- Born: 1919
- Died: 1985 (aged 65–66)
- Education: University College, London
- Known for: Marsh Dwellers of the Euphrates Delta (1962)
- Scientific career
- Fields: Social anthropology
- Workplaces: Baghdad University

= Shakir Mustafa Salim =

Shakir Mustafa Salim (1919–1985) was an Iraqi social anthropologist who taught in the Department of Sociology at Baghdad University.

He compiled A Dictionary of Anthropology: English-Arabic (1981).

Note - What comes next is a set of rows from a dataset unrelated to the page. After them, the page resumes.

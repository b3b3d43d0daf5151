use crate::config::{parse_extent, parse_scale, Options};
use crate::demo::Scene;
use crate::logging::LogLevel;
use anyhow::{Context, Result};
use clap::Parser;

/// Render BitBlt demo scenes to PNG or text
#[derive(Parser, Debug, Default)]
#[command(name = "bitblt-demo")]
#[command(version)]
#[command(about = "Render 1-bit BitBlt demo scenes", long_about = None)]
pub struct Cli {
    /// Scene to draw (checkerboard, halftones, overlap, cursor)
    #[arg(long, value_name = "NAME")]
    pub scene: Option<String>,

    /// Bitmap size (e.g., 128x96)
    #[arg(long, value_name = "WIDTHxHEIGHT")]
    pub size: Option<String>,

    /// Integer upscale factor for the PNG (1-16)
    #[arg(long, value_name = "N")]
    pub scale: Option<String>,

    /// Draw set pixels white on black
    #[arg(long)]
    pub invert: bool,

    /// Output PNG path; without it the scene is printed as text
    #[arg(short, long, value_name = "FILE")]
    pub out: Option<String>,

    /// More log output (repeat for more)
    #[arg(short, long, action = clap::ArgAction::Count)]
    pub verbose: u8,
}

impl Cli {
    /// Merge CLI arguments into the options struct
    pub fn merge_into_options(&self, mut opts: Options) -> Result<Options> {
        if let Some(ref scene) = self.scene {
            opts.scene = scene.parse::<Scene>()?;
        }

        if let Some(ref size) = self.size {
            opts.size = parse_extent(size).context("Invalid size format")?;
        }

        if let Some(ref scale) = self.scale {
            opts.render.scale = parse_scale(scale)?;
        }

        if self.invert {
            opts.render.invert = true;
        }

        if let Some(ref out) = self.out {
            opts.output = Some(out.clone());
        }

        Ok(opts)
    }

    pub fn log_level(&self) -> LogLevel {
        LogLevel::from_verbosity(self.verbose)
    }
}

#[cfg(test)]
mod tests {
    use super::*;
    use crate::graphics::Extent;

    #[test]
    fn test_parse_full_command_line() {
        let cli = Cli::try_parse_from([
            "bitblt-demo",
            "--scene",
            "overlap",
            "--size",
            "64x32",
            "--scale",
            "4",
            "--invert",
            "--out",
            "frame.png",
            "-vv",
        ])
        .unwrap();

        let opts = cli.merge_into_options(Options::default()).unwrap();
        assert_eq!(opts.scene, Scene::Overlap);
        assert_eq!(opts.size, Extent::new(64, 32));
        assert_eq!(opts.render.scale, 4);
        assert!(opts.render.invert);
        assert_eq!(opts.output.as_deref(), Some("frame.png"));
        assert_eq!(cli.log_level(), LogLevel::Debug);
    }

    #[test]
    fn test_merge_keeps_defaults() {
        let cli = Cli::try_parse_from(["bitblt-demo"]).unwrap();
        let opts = cli.merge_into_options(Options::default()).unwrap();
        assert_eq!(opts.scene, Scene::Checkerboard);
        assert_eq!(opts.size, Extent::new(128, 96));
        assert!(opts.output.is_none());
        assert_eq!(cli.log_level(), LogLevel::Warning);
    }

    #[test]
    fn test_merge_invalid_values() {
        let cli = Cli {
            size: Some("invalid".to_string()),
            ..Default::default()
        };
        assert!(cli.merge_into_options(Options::default()).is_err());

        let cli = Cli {
            scene: Some("teapot".to_string()),
            ..Default::default()
        };
        assert!(cli.merge_into_options(Options::default()).is_err());

        let cli = Cli {
            scale: Some("99".to_string()),
            ..Default::default()
        };
        assert!(cli.merge_into_options(Options::default()).is_err());
    }
}
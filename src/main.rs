use anyhow::{Context, Result};
use bitblt::config::Options;
use bitblt::graphics::{to_ascii, to_image};
use bitblt::{logging, Cli};
use clap::Parser;

fn main() -> Result<()> {
    let cli = Cli::parse();

    logging::init(cli.log_level()).context("Failed to install logger")?;

    let options = cli.merge_into_options(Options::default())?;
    log::info!(
        "Drawing {} at {}x{}",
        options.scene,
        options.size.width,
        options.size.height
    );

    let bitmap = options
        .scene
        .render(options.size)
        .with_context(|| format!("Failed to draw scene {}", options.scene))?;

    match &options.output {
        Some(path) => {
            let image = to_image(&bitmap, None, &options.render)?;
            image
                .save(path)
                .with_context(|| format!("Failed to write {}", path))?;
            log::info!(
                "Wrote {} ({}x{})",
                path,
                image.width(),
                image.height()
            );
        }
        None => println!("{}", to_ascii(&bitmap)),
    }

    Ok(())
}
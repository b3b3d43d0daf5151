//! Points, extents and rectangles used by bitmaps and BitBlt.
//!
//! Coordinates are signed so that requests may name regions that lie
//! partially (or entirely) outside a bitmap; clipping sorts them out.
//! Edges are computed in `i64` so that no combination of `i32` inputs can
//! overflow.

/// 2D point (x, y)
#[derive(Debug, Clone, Copy, PartialEq, Eq, Hash, Default)]
pub struct Point {
    pub x: i32,
    pub y: i32,
}

impl Point {
    pub const fn new(x: i32, y: i32) -> Self {
        Self { x, y }
    }

    pub const fn origin() -> Self {
        Self { x: 0, y: 0 }
    }

    pub fn offset(&self, dx: i32, dy: i32) -> Point {
        Point::new(self.x.wrapping_add(dx), self.y.wrapping_add(dy))
    }
}

/// 2D size (width, height)
///
/// A non-positive width or height describes an empty area.
#[derive(Debug, Clone, Copy, PartialEq, Eq, Hash, Default)]
pub struct Extent {
    pub width: i32,
    pub height: i32,
}

impl Extent {
    pub const fn new(width: i32, height: i32) -> Self {
        Self { width, height }
    }

    pub fn area(&self) -> u64 {
        if self.is_empty() {
            return 0;
        }
        self.width as u64 * self.height as u64
    }

    pub fn is_empty(&self) -> bool {
        self.width <= 0 || self.height <= 0
    }
}

/// Rectangle described by its top-left corner and extent.
#[derive(Debug, Clone, Copy, PartialEq, Eq, Hash, Default)]
pub struct Rect {
    pub corner: Point,
    pub extent: Extent,
}

impl Rect {
    pub const fn new(corner: Point, extent: Extent) -> Self {
        Self { corner, extent }
    }

    pub const fn from_xywh(x: i32, y: i32, width: i32, height: i32) -> Self {
        Self {
            corner: Point::new(x, y),
            extent: Extent::new(width, height),
        }
    }

    pub fn x(&self) -> i32 {
        self.corner.x
    }

    pub fn y(&self) -> i32 {
        self.corner.y
    }

    pub fn width(&self) -> i32 {
        self.extent.width
    }

    pub fn height(&self) -> i32 {
        self.extent.height
    }

    /// Right edge x-coordinate (exclusive)
    pub fn right(&self) -> i64 {
        self.corner.x as i64 + self.extent.width as i64
    }

    /// Bottom edge y-coordinate (exclusive)
    pub fn bottom(&self) -> i64 {
        self.corner.y as i64 + self.extent.height as i64
    }

    pub fn is_empty(&self) -> bool {
        self.extent.is_empty()
    }

    /// Check if a point is within the rectangle
    pub fn contains(&self, point: Point) -> bool {
        point.x >= self.corner.x
            && point.y >= self.corner.y
            && (point.x as i64) < self.right()
            && (point.y as i64) < self.bottom()
    }

    /// Check if `other` lies entirely inside this rectangle.
    ///
    /// An empty rectangle is contained by anything.
    pub fn contains_rect(&self, other: &Rect) -> bool {
        other.is_empty()
            || (other.corner.x >= self.corner.x
                && other.corner.y >= self.corner.y
                && other.right() <= self.right()
                && other.bottom() <= self.bottom())
    }

    /// Check if this rectangle intersects with another
    pub fn intersects(&self, other: &Rect) -> bool {
        !self.is_empty()
            && !other.is_empty()
            && self.right() > other.corner.x as i64
            && self.bottom() > other.corner.y as i64
            && (self.corner.x as i64) < other.right()
            && (self.corner.y as i64) < other.bottom()
    }

    /// Get the intersection of two rectangles (if any)
    pub fn intersection(&self, other: &Rect) -> Option<Rect> {
        if !self.intersects(other) {
            return None;
        }

        let x1 = self.corner.x.max(other.corner.x);
        let y1 = self.corner.y.max(other.corner.y);
        let x2 = self.right().min(other.right());
        let y2 = self.bottom().min(other.bottom());

        // Both edges lie inside `self`, so the differences fit an i32.
        Some(Rect::from_xywh(
            x1,
            y1,
            (x2 - x1 as i64) as i32,
            (y2 - y1 as i64) as i32,
        ))
    }
}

==Marsh Dwellers of the Euphrates Delta==
Salim is best known for his groundbreaking ethnographic work, Marsh Dwellers of the Euphrates Delta, submitted as his doctoral thesis in University College, London (1955), first published in Arabic in Baghdad in two volumes (1956-1957), and subsequently published in English as number 23 in the series London School of Economics Monographs on Social Anthropology (London: Athlone Press, 1962). This was an anthropological report on a year spent among the Marsh Arabs of Al-Chibayish, Iraq, in 1953.

The work was reviewed by:
- Edith Penrose in Bulletin of the School of Oriental and African Studies 25:1/3 (1962), pp. 611–612.
- Victor Ayoub in American Sociological Review 28:5 (1963), pp. 866–867.
- Robert Cresswell in Études rurales 11 (1963), pp. 111–113.
- W. E. Willmott in Canadian Journal of Economics and Political Science 29:2 (1963), pp. 261–263.
- E. L. Peters in Man 65 (1965), pp. 94–95.
- Malcolm Quint in Middle East Journal 17:1/2 (1963), pp. 172–173.
- A. S. Tritton in Journal of the Royal Asiatic Society of Great Britain and Ireland, No. 1/2 (Apr., 1963), pp. 91–92.
- Peter Lienhardt in American Anthropologist, New Series 66:1 (1964), pp. 164–166.
- Maxime Rodinson in L'Homme 5:1 (1965), pp. 127–132.